Hidupkan Budaya Literasi, LPM Dialektika STISIP Banten Raya Gelar Diskusi Mingguan

PANDEGLANG, BANPOS – Lembaga Pers Mahasiswa (LPM) Dialektika STISIP Banten Raya, Pandeglang, Sabtu (12/12) siang menggelar diskusi mingguan. Kali ini tema yang diangkat yakni mengenai “Teknik Dasar Menulis Karya Ilmiah dan Mengenal Jauh Pers.”

Ketua LPM Dialektika, Yulis Tiawati mengatakan, kegiatan ini rutin dilaksanakan dengan tujuan untuk menghidupkan budaya literasi dan mencetak pengurus dan anggota LPM Dialektika yang mahir menulis, baik berita, esai, artikel ataupun karya tulis lainnya.

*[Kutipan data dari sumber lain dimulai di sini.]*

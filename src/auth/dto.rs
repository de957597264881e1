use serde::{Deserialize, Serialize};
use uuid::Uuid;

use super::repo_types::{Role, User};

/// Request body for login. Fields are optional so a missing one is a 400
/// with our own message rather than a deserialization rejection.
#[derive(Debug, Default, Deserialize)]
#[serde(default)]
pub struct LoginRequest {
    pub email: Option<String>,
    pub password: Option<String>,
}

/// Request body for user registration.
#[derive(Debug, Default, Deserialize)]
#[serde(default)]
pub struct RegisterRequest {
    pub name: Option<String>,
    pub email: Option<String>,
    pub password: Option<String>,
}

/// Public part of the user returned to the client.
#[derive(Debug, Clone, PartialEq, Serialize)]
pub struct PublicUser {
    pub id: Uuid,
    pub name: String,
    pub email: String,
    pub role: Role,
}

impl From<&User> for PublicUser {
    fn from(u: &User) -> Self {
        Self {
            id: u.id,
            name: u.name.clone(),
            email: u.email.clone(),
            role: u.role,
        }
    }
}

/// `{"user": ...}` envelope; `null` for anonymous callers of `/auth/me`.
#[derive(Debug, Serialize)]
pub struct UserEnvelope {
    pub user: Option<PublicUser>,
}

/// What a successful login hands back to the HTTP layer.
#[derive(Debug)]
pub struct LoginOutcome {
    pub token: String,
    pub user: PublicUser,
}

“Budaya membaca akan menambah wawasan yang luas yang lebih luas dan untuk membangun skill. Oleh Karena itu buku adalah jendela dunia,” kata dia kepada BANPOS.

Narasumber dalam diskusi, Ari Supriyadi mengatakan, penting bagi mahasiswa untuk mampu menulis. Sebab, dengan menulis akan melatih daya nalar dan juga sikap kritis mahasiswa terhadap fenomena sosial yang terjadi di tengah masyarakat.

“Namun tentu sebelum menulis, yang utama adalah membaca. Jika ingin mahir menulis, harus mau membaca, perbanyak referensi, dan diskusi. Insyaallah rekan-rakan akan mampu menulis,” ujar Ari.

Dosen mata kuliah E-Government STISIP Banten Raya ini mengingatkan, mahasiswa jangan terjebak pada teori saat akan menulis. Menurutnya, jika bisa lepaskan semua teori dan mulai menulis.

“Terkadang kalau kita terpaku pada teori, kita akan terpasung. Maka lebih baik langsung menulis, setelah baru lihat teorinya. Lebih baik satu kali praktik, dari pada puluhan kali belajar teori,” ungkap pria yang juga berprofesi sebagai wartawan di media lokal di Banten ini.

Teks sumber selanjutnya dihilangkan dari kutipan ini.